WORK INSTRUCTION: How do the records below read from their first line through the line containing "The nibbles not"? Write those lines out exactly.

....

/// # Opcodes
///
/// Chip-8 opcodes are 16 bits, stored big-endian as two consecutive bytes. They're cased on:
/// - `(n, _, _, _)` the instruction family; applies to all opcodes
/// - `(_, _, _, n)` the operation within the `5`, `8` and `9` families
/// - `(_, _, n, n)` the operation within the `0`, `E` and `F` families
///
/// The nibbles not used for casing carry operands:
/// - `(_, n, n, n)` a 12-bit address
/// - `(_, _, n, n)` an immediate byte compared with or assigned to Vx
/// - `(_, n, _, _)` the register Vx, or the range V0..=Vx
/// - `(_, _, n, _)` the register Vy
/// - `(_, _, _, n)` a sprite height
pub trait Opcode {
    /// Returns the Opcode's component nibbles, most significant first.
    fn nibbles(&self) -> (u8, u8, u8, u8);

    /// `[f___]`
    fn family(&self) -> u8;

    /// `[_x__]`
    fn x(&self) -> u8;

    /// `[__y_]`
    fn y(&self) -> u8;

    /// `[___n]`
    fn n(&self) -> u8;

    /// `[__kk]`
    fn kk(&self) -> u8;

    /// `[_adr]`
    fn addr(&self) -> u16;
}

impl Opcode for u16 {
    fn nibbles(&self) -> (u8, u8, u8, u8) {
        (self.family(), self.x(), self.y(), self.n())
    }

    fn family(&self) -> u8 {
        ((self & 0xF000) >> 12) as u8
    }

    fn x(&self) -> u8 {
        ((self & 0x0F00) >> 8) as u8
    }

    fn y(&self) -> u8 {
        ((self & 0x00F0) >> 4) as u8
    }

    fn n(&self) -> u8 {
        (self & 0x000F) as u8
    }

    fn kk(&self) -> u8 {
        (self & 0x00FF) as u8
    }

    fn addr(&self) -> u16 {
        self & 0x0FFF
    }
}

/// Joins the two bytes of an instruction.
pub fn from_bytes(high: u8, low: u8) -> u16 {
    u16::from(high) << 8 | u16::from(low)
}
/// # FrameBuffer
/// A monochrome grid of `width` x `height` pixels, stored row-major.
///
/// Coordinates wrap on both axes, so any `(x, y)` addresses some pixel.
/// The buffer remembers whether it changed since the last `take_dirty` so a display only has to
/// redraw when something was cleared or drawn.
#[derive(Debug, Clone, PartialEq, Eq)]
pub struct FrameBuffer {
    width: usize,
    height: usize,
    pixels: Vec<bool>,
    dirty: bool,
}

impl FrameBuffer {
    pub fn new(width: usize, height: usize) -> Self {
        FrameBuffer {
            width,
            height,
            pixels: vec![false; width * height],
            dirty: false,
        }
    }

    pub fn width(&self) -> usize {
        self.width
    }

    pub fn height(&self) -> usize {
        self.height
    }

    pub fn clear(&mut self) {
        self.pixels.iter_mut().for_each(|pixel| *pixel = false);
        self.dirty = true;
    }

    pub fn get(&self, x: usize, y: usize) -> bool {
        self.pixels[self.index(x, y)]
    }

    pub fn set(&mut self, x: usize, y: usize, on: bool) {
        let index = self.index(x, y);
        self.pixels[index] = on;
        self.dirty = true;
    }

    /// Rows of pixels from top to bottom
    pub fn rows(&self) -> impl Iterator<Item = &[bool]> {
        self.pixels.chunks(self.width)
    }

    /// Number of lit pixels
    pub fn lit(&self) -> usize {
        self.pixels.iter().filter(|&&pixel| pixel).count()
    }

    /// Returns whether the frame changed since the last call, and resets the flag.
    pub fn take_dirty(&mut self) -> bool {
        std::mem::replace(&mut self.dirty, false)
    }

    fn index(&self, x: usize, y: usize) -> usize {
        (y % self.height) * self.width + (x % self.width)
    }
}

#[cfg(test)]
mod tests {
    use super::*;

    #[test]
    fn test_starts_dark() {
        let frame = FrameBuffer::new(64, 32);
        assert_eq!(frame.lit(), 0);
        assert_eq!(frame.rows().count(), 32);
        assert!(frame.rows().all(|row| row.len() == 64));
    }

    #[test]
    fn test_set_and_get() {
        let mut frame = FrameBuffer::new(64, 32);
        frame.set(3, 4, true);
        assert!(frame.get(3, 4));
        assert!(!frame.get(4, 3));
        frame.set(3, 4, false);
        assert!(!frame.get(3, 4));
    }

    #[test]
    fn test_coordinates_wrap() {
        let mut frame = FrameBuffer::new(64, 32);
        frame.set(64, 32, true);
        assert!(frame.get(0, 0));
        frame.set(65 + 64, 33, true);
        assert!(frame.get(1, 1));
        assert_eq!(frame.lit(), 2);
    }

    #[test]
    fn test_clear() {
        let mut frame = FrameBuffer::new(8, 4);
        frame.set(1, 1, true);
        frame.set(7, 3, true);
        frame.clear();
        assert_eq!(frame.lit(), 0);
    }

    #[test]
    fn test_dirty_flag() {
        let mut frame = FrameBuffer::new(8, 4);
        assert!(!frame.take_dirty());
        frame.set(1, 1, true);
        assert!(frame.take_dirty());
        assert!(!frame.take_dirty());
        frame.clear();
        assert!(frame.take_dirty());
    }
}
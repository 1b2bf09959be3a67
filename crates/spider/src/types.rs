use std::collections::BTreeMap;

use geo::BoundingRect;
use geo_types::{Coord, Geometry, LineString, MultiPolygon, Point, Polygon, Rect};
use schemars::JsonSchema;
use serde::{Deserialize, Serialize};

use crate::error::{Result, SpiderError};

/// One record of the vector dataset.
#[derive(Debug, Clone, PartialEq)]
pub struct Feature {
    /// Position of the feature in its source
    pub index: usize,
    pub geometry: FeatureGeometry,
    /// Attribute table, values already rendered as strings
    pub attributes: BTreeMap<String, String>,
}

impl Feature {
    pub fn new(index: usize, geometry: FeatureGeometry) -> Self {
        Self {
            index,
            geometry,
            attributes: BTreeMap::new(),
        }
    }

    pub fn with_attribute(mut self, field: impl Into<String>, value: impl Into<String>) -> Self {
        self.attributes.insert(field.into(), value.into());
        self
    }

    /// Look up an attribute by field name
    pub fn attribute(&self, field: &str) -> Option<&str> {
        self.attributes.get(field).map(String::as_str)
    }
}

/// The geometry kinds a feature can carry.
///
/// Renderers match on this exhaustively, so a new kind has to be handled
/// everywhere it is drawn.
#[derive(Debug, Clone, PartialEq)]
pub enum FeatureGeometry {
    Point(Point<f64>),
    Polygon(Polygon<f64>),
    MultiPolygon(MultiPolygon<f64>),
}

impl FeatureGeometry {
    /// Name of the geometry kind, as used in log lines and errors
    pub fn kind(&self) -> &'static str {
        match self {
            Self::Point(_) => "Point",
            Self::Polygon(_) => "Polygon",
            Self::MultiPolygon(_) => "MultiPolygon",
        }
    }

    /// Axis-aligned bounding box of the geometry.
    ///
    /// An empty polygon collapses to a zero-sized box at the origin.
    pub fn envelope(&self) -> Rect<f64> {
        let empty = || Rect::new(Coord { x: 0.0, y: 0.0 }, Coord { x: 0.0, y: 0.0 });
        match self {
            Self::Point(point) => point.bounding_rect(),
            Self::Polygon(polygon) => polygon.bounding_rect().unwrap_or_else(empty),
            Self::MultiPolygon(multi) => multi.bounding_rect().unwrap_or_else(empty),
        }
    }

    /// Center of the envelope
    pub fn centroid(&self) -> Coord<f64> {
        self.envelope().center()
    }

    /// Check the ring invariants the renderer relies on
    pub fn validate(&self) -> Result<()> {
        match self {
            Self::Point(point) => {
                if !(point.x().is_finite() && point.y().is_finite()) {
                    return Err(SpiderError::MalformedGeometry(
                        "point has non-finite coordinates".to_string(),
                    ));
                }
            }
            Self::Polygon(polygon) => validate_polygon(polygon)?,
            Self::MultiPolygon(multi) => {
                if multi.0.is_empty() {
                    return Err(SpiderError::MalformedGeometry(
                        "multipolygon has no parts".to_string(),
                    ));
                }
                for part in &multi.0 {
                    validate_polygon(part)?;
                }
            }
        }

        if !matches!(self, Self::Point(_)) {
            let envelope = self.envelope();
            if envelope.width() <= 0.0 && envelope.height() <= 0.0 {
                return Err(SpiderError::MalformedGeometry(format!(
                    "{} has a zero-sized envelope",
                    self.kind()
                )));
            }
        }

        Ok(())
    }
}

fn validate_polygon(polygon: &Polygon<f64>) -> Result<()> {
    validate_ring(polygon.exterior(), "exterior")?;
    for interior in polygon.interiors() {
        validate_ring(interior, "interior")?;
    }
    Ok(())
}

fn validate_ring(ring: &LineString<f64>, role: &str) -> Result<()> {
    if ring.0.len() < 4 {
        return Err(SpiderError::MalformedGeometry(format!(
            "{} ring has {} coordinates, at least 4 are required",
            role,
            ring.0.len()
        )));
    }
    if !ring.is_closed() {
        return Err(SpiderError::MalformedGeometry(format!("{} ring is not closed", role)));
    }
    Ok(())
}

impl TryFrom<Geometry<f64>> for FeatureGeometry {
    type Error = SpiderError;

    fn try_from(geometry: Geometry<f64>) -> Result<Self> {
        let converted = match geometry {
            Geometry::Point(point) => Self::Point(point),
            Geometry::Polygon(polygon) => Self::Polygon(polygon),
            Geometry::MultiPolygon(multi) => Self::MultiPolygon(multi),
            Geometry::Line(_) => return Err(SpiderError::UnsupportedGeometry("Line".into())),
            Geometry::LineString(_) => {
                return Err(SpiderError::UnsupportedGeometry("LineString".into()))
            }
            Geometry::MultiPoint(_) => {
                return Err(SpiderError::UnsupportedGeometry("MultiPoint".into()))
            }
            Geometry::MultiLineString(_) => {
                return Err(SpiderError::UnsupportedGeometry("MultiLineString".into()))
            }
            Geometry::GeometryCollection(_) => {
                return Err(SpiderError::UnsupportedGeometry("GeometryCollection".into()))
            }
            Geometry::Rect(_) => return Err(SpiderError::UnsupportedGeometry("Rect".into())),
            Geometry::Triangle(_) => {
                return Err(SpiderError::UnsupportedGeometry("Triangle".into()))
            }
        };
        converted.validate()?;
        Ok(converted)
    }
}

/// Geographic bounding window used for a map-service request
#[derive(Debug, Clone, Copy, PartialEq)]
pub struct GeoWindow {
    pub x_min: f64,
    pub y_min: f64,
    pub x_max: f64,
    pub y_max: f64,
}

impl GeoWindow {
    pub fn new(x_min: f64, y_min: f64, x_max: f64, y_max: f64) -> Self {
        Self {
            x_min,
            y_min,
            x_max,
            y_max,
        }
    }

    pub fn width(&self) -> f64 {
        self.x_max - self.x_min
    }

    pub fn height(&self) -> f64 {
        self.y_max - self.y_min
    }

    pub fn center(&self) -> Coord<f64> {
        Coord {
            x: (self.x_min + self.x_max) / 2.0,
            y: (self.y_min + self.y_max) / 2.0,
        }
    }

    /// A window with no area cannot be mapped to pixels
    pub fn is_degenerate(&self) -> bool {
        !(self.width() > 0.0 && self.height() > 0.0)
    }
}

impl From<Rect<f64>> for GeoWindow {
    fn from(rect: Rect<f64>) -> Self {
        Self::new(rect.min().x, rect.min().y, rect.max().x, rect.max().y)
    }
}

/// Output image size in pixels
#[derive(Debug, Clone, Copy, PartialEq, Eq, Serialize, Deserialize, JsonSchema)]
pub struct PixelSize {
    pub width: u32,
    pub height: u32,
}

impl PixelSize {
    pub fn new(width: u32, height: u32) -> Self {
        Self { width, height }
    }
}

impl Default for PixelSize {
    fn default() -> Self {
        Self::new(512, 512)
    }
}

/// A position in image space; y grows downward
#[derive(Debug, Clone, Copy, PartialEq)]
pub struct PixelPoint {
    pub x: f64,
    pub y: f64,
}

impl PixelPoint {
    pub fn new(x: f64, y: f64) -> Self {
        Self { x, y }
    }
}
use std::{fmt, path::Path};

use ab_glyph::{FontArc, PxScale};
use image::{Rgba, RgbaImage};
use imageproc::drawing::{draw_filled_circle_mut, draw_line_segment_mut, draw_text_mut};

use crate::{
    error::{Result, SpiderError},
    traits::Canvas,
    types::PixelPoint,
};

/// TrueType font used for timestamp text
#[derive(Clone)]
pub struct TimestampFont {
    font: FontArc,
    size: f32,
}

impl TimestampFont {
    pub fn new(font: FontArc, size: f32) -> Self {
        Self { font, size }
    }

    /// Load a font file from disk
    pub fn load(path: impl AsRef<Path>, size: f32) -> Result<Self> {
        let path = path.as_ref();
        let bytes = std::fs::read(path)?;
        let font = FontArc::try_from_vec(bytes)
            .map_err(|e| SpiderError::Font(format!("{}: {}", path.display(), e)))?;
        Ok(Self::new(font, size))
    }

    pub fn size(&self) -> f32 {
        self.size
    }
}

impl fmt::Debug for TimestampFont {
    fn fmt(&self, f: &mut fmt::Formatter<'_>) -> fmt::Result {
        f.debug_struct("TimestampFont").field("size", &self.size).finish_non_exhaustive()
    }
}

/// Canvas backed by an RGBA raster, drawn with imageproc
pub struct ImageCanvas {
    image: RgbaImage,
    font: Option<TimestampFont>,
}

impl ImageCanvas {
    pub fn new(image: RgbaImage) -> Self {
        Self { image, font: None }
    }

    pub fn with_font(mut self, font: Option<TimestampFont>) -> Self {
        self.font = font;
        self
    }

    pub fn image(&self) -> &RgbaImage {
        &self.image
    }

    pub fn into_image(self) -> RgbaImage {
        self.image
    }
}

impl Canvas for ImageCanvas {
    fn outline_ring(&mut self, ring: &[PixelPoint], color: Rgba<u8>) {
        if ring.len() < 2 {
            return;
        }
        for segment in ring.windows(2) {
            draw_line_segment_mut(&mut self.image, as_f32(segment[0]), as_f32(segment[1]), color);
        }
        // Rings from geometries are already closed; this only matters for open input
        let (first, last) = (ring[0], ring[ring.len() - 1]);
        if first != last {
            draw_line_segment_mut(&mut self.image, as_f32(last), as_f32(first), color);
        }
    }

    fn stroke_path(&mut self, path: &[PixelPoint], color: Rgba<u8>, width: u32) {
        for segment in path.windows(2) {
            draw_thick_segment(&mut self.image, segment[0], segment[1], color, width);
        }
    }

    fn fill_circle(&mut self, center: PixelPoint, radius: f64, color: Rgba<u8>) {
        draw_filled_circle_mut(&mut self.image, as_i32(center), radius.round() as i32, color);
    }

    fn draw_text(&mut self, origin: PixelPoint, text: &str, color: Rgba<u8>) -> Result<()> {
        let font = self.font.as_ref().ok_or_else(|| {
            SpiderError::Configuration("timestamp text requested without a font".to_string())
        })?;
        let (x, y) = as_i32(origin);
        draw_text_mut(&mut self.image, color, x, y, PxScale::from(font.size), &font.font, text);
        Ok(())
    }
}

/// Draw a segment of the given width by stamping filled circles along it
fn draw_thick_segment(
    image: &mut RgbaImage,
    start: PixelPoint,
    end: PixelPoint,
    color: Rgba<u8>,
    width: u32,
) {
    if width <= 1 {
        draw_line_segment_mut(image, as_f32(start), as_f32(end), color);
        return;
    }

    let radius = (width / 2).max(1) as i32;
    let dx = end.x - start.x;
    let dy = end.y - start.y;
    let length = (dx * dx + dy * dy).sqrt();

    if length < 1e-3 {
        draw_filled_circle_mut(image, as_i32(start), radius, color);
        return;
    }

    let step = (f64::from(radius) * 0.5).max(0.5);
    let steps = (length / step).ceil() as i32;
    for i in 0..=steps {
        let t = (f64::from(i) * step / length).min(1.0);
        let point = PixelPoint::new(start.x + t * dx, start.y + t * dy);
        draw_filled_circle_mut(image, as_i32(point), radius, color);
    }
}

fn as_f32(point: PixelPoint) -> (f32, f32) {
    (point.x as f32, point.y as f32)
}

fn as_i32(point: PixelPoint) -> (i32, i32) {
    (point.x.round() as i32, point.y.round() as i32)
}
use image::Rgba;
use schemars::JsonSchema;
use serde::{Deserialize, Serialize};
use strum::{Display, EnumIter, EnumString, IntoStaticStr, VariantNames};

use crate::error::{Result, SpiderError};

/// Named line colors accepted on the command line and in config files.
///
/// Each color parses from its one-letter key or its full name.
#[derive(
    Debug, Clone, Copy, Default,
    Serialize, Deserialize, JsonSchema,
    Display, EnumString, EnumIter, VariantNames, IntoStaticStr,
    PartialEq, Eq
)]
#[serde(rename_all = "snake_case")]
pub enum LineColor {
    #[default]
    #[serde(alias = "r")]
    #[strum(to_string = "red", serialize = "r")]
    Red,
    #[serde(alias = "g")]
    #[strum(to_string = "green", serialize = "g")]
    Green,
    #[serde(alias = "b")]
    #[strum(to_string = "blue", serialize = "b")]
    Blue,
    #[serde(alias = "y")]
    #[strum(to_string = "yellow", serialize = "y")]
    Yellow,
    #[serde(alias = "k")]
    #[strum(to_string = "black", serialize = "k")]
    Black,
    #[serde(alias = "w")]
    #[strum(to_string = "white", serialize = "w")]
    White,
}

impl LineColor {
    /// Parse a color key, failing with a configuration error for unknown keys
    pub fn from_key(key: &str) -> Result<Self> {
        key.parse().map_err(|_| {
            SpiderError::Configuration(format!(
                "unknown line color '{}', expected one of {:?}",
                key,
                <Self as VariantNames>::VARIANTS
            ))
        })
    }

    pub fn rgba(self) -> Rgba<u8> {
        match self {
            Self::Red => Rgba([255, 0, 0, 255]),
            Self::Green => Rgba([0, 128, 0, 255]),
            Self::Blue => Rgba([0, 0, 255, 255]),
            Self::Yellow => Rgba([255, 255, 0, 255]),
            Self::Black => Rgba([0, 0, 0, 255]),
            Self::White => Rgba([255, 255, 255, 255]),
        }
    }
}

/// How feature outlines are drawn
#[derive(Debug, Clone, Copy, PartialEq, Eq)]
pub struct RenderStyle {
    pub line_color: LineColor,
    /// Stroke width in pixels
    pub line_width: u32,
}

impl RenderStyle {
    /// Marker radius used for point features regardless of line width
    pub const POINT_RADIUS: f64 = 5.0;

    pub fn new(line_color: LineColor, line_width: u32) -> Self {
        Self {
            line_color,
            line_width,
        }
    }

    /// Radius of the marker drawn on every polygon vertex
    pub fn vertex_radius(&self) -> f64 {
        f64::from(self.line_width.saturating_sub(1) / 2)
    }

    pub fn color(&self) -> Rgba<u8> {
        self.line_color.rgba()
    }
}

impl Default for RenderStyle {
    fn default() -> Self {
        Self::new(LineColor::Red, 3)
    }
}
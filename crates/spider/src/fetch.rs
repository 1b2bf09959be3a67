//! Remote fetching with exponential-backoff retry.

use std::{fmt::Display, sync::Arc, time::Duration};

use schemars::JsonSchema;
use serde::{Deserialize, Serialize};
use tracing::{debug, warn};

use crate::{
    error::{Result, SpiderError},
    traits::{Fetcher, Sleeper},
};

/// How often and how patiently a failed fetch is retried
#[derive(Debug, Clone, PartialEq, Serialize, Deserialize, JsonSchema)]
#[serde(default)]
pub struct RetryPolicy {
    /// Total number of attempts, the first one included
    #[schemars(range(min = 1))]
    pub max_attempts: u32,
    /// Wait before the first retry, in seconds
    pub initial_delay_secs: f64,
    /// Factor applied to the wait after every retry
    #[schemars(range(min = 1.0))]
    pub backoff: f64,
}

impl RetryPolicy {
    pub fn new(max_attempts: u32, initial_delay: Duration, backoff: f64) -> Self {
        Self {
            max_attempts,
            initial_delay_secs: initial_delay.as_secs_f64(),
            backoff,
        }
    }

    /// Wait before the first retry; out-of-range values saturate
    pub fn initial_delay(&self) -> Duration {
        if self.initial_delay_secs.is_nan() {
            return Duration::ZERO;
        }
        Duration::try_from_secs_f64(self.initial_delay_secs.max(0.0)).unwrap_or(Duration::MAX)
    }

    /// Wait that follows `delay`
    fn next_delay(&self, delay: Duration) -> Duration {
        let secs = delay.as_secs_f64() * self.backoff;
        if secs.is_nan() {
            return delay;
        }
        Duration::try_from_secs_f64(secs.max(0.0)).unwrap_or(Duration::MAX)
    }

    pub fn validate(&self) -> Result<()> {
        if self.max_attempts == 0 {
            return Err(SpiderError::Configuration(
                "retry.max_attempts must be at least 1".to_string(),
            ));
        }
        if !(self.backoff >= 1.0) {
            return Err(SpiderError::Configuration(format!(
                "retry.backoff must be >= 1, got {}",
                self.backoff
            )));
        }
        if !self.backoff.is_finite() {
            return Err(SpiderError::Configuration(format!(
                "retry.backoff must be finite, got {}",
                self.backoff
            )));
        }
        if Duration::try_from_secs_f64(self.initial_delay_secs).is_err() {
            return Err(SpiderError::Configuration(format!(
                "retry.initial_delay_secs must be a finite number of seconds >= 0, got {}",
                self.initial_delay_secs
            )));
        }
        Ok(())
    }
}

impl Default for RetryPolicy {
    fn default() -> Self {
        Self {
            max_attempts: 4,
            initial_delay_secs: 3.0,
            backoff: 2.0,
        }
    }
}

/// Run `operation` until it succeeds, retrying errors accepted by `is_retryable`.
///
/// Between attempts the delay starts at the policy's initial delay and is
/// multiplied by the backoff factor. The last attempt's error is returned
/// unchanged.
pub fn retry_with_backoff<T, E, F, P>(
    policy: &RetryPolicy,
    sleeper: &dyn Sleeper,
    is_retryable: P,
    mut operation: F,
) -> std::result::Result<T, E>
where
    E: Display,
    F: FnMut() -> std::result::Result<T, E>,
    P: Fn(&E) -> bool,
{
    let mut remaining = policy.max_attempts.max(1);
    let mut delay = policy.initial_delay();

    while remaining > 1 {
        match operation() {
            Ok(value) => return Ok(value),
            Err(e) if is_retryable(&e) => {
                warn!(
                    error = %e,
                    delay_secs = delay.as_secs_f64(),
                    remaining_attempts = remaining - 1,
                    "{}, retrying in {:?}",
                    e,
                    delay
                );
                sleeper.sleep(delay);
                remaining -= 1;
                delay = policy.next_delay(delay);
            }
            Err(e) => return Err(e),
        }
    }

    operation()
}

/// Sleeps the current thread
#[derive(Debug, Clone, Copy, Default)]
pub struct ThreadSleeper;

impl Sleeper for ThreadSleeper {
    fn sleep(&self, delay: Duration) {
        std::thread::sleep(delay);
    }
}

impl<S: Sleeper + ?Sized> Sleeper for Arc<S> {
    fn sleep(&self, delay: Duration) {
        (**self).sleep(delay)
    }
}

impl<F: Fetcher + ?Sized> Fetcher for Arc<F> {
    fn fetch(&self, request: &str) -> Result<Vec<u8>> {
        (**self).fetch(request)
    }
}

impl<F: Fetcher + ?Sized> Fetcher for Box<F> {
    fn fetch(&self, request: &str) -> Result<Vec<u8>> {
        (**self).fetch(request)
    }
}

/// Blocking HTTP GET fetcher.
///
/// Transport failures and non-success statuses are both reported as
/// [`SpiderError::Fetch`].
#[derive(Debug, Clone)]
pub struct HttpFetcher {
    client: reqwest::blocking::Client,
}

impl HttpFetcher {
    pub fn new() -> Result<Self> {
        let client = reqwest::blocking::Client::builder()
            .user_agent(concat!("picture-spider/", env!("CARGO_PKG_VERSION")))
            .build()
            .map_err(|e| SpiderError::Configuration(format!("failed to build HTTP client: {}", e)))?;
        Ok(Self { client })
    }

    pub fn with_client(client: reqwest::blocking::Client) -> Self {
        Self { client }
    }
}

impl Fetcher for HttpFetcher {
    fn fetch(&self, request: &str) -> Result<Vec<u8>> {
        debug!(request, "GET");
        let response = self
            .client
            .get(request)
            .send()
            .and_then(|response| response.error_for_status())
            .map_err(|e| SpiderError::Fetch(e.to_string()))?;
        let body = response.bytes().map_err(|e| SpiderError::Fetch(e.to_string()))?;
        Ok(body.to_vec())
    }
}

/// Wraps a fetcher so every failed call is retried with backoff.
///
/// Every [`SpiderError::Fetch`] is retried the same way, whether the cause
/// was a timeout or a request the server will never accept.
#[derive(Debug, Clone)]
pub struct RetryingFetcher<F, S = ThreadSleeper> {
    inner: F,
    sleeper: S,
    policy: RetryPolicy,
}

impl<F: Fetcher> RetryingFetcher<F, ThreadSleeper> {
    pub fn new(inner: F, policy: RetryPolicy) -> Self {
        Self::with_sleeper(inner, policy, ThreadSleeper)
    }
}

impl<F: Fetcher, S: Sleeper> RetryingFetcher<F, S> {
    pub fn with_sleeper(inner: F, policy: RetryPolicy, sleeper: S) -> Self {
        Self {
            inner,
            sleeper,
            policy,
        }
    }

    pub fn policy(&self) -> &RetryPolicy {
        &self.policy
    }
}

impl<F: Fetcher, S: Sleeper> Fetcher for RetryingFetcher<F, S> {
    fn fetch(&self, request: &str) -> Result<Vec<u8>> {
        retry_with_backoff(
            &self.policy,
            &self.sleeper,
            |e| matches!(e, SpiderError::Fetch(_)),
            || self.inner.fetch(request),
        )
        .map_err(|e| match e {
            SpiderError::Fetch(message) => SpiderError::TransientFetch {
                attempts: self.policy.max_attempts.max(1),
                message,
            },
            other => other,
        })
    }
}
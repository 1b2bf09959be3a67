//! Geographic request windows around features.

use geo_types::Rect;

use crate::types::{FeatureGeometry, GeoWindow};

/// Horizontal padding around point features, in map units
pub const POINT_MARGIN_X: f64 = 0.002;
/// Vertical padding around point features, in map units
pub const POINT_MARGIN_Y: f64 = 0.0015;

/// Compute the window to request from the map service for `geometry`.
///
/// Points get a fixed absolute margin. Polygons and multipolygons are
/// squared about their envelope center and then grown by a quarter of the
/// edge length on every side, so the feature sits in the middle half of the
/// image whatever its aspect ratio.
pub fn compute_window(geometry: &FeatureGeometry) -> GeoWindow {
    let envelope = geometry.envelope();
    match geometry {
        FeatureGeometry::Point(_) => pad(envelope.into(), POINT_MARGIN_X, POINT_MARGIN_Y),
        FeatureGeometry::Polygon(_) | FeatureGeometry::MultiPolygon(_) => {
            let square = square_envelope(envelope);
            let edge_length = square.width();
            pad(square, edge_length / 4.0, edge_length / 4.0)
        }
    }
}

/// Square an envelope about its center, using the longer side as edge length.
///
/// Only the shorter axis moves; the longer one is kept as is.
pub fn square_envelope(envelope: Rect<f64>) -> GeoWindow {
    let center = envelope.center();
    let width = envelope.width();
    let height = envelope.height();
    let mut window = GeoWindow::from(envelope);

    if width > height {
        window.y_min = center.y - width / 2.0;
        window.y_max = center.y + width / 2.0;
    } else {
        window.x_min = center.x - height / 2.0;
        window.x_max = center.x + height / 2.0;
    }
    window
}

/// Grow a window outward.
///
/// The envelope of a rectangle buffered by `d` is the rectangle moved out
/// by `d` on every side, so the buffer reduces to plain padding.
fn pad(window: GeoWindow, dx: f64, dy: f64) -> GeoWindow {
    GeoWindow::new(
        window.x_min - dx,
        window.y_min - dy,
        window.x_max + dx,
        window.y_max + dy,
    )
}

....

TASK OUTPUT:
/// # Opcodes
///
/// Chip-8 opcodes are 16 bits, stored big-endian as two consecutive bytes. They're cased on:
/// - `(n, _, _, _)` the instruction family; applies to all opcodes
/// - `(_, _, _, n)` the operation within the `5`, `8` and `9` families
/// - `(_, _, n, n)` the operation within the `0`, `E` and `F` families
///
/// The nibbles not used for casing carry operands:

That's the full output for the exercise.